Problem to work on
Reproduce exactly the lines below from the one containing "fn kind(&self) -> &'static str;" through the one containing "pub fn disabled(catalog: &AssetCatalog)", including both, and nothing else.

Top of Data records

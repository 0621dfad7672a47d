//! Persistent cache for large assets
//!
//! [`IntegrityStore`] is the infallible facade used by the fetcher. Storage
//! errors raised by a [`CacheBackend`] are logged and degrade to a cache miss
//! (on read) or a no-op (on write), so the cache can never fail a packaging
//! run. Hash verification happens in the fetcher, after retrieval from either
//! the cache or the network.

use crate::catalog::{AssetCatalog, AssetDescriptor};
use crate::error::{PackError, PackResult};
use serde::{Deserialize, Serialize};
use std::collections::HashMap;
use std::fs;
use std::io::Write;
use std::path::{Path, PathBuf};
use std::sync::{Arc, RwLock};
use tracing::{debug, info, warn};

/// Storage layer behind the [`IntegrityStore`]
pub trait CacheBackend: Send + Sync {
    /// Read the cached bytes for a descriptor
    fn load(&self, descriptor: &AssetDescriptor) -> PackResult<Option<Vec<u8>>>;

    /// Persist bytes for a descriptor, replacing any previous entry
    fn store(&self, descriptor: &AssetDescriptor, bytes: &[u8]) -> PackResult<()>;

    /// Backend name for logs
    fn kind(&self) -> &'static str;
}

/// Cache facade keyed by asset identity
#[derive(Clone)]
pub struct IntegrityStore {
    backend: Arc<dyn CacheBackend>,
    cache_buster: String,
}

impl std::fmt::Debug for IntegrityStore {
    fn fmt(&self, f: &mut std::fmt::Formatter<'_>) -> std::fmt::Result {
        f.debug_struct("IntegrityStore")
            .field("backend", &self.backend.kind())
            .field("cache_buster", &self.cache_buster)
            .finish()
    }
}

impl IntegrityStore {
    /// Create a store over a backend for the active catalog
    pub fn new(backend: Arc<dyn CacheBackend>, catalog: &AssetCatalog) -> Self {
        Self {
            backend,
            cache_buster: catalog.fingerprint(),
        }
    }

    /// In-memory store
    pub fn memory(catalog: &AssetCatalog) -> Self {
        Self::new(Arc::new(MemoryCache::new()), catalog)
    }

    /// Store that never caches anything
    pub fn disabled(catalog: &AssetCatalog) -> Self {
        Self::new(Arc::new(NoCache), catalog)
    }

    /// Disk store in the platform cache directory
    pub fn on_disk(catalog: &AssetCatalog) -> Self {
        Self::new(Arc::new(DiskCache::new(DiskCache::default_dir())), catalog)
    }

    /// Cached bytes for a descriptor, `None` on miss or storage failure
    pub fn get(&self, descriptor: &AssetDescriptor) -> Option<Vec<u8>> {
        match self.backend.load(descriptor) {
            Ok(Some(bytes)) => {
                debug!(
                    target: "stagepack::cache",
                    asset = %descriptor.name,
                    bytes = bytes.len(),
                    "Cache hit"
                );
                Some(bytes)
            }
            Ok(None) => None,
            Err(e) => {
                warn!(
                    target: "stagepack::cache",
                    asset = %descriptor.name,
                    backend = self.backend.kind(),
                    error = %e,
                    "Cache read failed, treating as miss"
                );
                None
            }
        }
    }

    /// Best-effort persistence, returns whether the write succeeded
    pub fn set(&self, descriptor: &AssetDescriptor, bytes: &[u8]) -> bool {
        match self.backend.store(descriptor, bytes) {
            Ok(()) => {
                debug!(
                    target: "stagepack::cache",
                    asset = %descriptor.name,
                    bytes = bytes.len(),
                    "Cached asset"
                );
                true
            }
            Err(e) => {
                warn!(
                    target: "stagepack::cache",
                    asset = %descriptor.name,
                    backend = self.backend.kind(),
                    error = %e,
                    "Cache write failed"
                );
                false
            }
        }
    }

    /// Token appended to cache-busted URLs
    pub fn cache_buster_token(&self) -> &str {
        &self.cache_buster
    }
}

// ============================================================================
// Backends
// ============================================================================

/// Backend that stores nothing
#[derive(Debug, Default, Clone, Copy)]
pub struct NoCache;

impl CacheBackend for NoCache {
    fn load(&self, _descriptor: &AssetDescriptor) -> PackResult<Option<Vec<u8>>> {
        Ok(None)
    }

    fn store(&self, _descriptor: &AssetDescriptor, _bytes: &[u8]) -> PackResult<()> {
        Ok(())
    }

    fn kind(&self) -> &'static str {
        "none"
    }
}

/// Process-wide in-memory backend
#[derive(Debug, Default)]
pub struct MemoryCache {
    entries: RwLock<HashMap<String, (String, Arc<Vec<u8>>)>>,
}

impl MemoryCache {
    pub fn new() -> Self {
        Self::default()
    }

    /// Number of cached entries
    pub fn len(&self) -> usize {
        self.entries.read().map(|e| e.len()).unwrap_or(0)
    }

    pub fn is_empty(&self) -> bool {
        self.len() == 0
    }
}

impl CacheBackend for MemoryCache {
    fn load(&self, descriptor: &AssetDescriptor) -> PackResult<Option<Vec<u8>>> {
        let entries = self
            .entries
            .read()
            .map_err(|e| PackError::CacheFailure(e.to_string()))?;
        Ok(entries
            .get(&descriptor.name)
            .filter(|(src, _)| *src == descriptor.src)
            .map(|(_, bytes)| bytes.as_ref().clone()))
    }

    fn store(&self, descriptor: &AssetDescriptor, bytes: &[u8]) -> PackResult<()> {
        let mut entries = self
            .entries
            .write()
            .map_err(|e| PackError::CacheFailure(e.to_string()))?;
        entries.insert(
            descriptor.name.clone(),
            (descriptor.src.clone(), Arc::new(bytes.to_vec())),
        );
        Ok(())
    }

    fn kind(&self) -> &'static str {
        "memory"
    }
}

/// Sidecar written next to each cached blob
#[derive(Debug, Clone, Serialize, Deserialize)]
struct EntryMeta {
    src: String,
    size: u64,
    /// BLAKE3 of the blob, detects torn or foreign files
    content_hash: String,
}

/// Directory-backed cache, one blob and one JSON sidecar per asset
#[derive(Debug, Clone)]
pub struct DiskCache {
    dir: PathBuf,
}

impl DiskCache {
    pub fn new(dir: impl AsRef<Path>) -> Self {
        Self {
            dir: dir.as_ref().to_path_buf(),
        }
    }

    /// `<platform cache dir>/stagepack/assets`
    pub fn default_dir() -> PathBuf {
        dirs::cache_dir()
            .unwrap_or_else(|| PathBuf::from("."))
            .join("stagepack")
            .join("assets")
    }

    pub fn dir(&self) -> &Path {
        &self.dir
    }

    fn blob_path(&self, name: &str) -> PathBuf {
        self.dir.join(format!("{}.bin", file_stem(name)))
    }

    fn meta_path(&self, name: &str) -> PathBuf {
        self.dir.join(format!("{}.json", file_stem(name)))
    }

    /// Write through a temp file in the same directory, then rename
    fn write_atomic(&self, path: &Path, content: &[u8]) -> PackResult<()> {
        let mut tmp = tempfile::NamedTempFile::new_in(&self.dir)
            .map_err(|e| PackError::CacheFailure(format!("temp file: {}", e)))?;
        tmp.write_all(content)
            .map_err(|e| PackError::CacheFailure(format!("write: {}", e)))?;
        tmp.persist(path)
            .map_err(|e| PackError::CacheFailure(format!("persist {}: {}", path.display(), e)))?;
        Ok(())
    }
}

impl CacheBackend for DiskCache {
    fn load(&self, descriptor: &AssetDescriptor) -> PackResult<Option<Vec<u8>>> {
        let meta_path = self.meta_path(&descriptor.name);
        if !meta_path.exists() {
            return Ok(None);
        }

        let meta: EntryMeta = serde_json::from_slice(&fs::read(&meta_path)?)?;
        if meta.src != descriptor.src {
            debug!(
                target: "stagepack::cache",
                asset = %descriptor.name,
                cached_src = %meta.src,
                "Cached entry belongs to another source"
            );
            return Ok(None);
        }

        let bytes = match fs::read(self.blob_path(&descriptor.name)) {
            Ok(bytes) => bytes,
            Err(e) if e.kind() == std::io::ErrorKind::NotFound => return Ok(None),
            Err(e) => return Err(e.into()),
        };

        if bytes.len() as u64 != meta.size
            || blake3::hash(&bytes).to_hex().as_str() != meta.content_hash
        {
            return Err(PackError::CacheFailure(format!(
                "Corrupted cache entry for {}",
                descriptor.name
            )));
        }

        Ok(Some(bytes))
    }

    fn store(&self, descriptor: &AssetDescriptor, bytes: &[u8]) -> PackResult<()> {
        fs::create_dir_all(&self.dir)?;

        let meta = EntryMeta {
            src: descriptor.src.clone(),
            size: bytes.len() as u64,
            content_hash: blake3::hash(bytes).to_hex().to_string(),
        };

        // Blob first: a sidecar never points at a missing or older blob
        self.write_atomic(&self.blob_path(&descriptor.name), bytes)?;
        self.write_atomic(
            &self.meta_path(&descriptor.name),
            &serde_json::to_vec_pretty(&meta)?,
        )?;

        info!(
            target: "stagepack::cache",
            asset = %descriptor.name,
            dir = %self.dir.display(),
            "Saved to cache ({} bytes)",
            bytes.len()
        );
        Ok(())
    }

    fn kind(&self) -> &'static str {
        "disk"
    }
}

/// Map a logical name to a safe file stem
fn file_stem(name: &str) -> String {
    name.chars()
        .map(|c| {
            if c.is_ascii_alphanumeric() || c == '-' || c == '_' || c == '.' {
                c
            } else {
                '_'
            }
        })
        .collect()
}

Bottom of Data records

Answer to this problem
    fn kind(&self) -> &'static str;
}

/// Cache facade keyed by asset identity
#[derive(Clone)]
pub struct IntegrityStore {
    backend: Arc<dyn CacheBackend>,
    cache_buster: String,
}

impl std::fmt::Debug for IntegrityStore {
    fn fmt(&self, f: &mut std::fmt::Formatter<'_>) -> std::fmt::Result {
        f.debug_struct("IntegrityStore")
            .field("backend", &self.backend.kind())
            .field("cache_buster", &self.cache_buster)
            .finish()
    }
}

impl IntegrityStore {
    /// Create a store over a backend for the active catalog
    pub fn new(backend: Arc<dyn CacheBackend>, catalog: &AssetCatalog) -> Self {
        Self {
            backend,
            cache_buster: catalog.fingerprint(),
        }
    }

    /// In-memory store
    pub fn memory(catalog: &AssetCatalog) -> Self {
        Self::new(Arc::new(MemoryCache::new()), catalog)
    }

    /// Store that never caches anything
    pub fn disabled(catalog: &AssetCatalog) -> Self {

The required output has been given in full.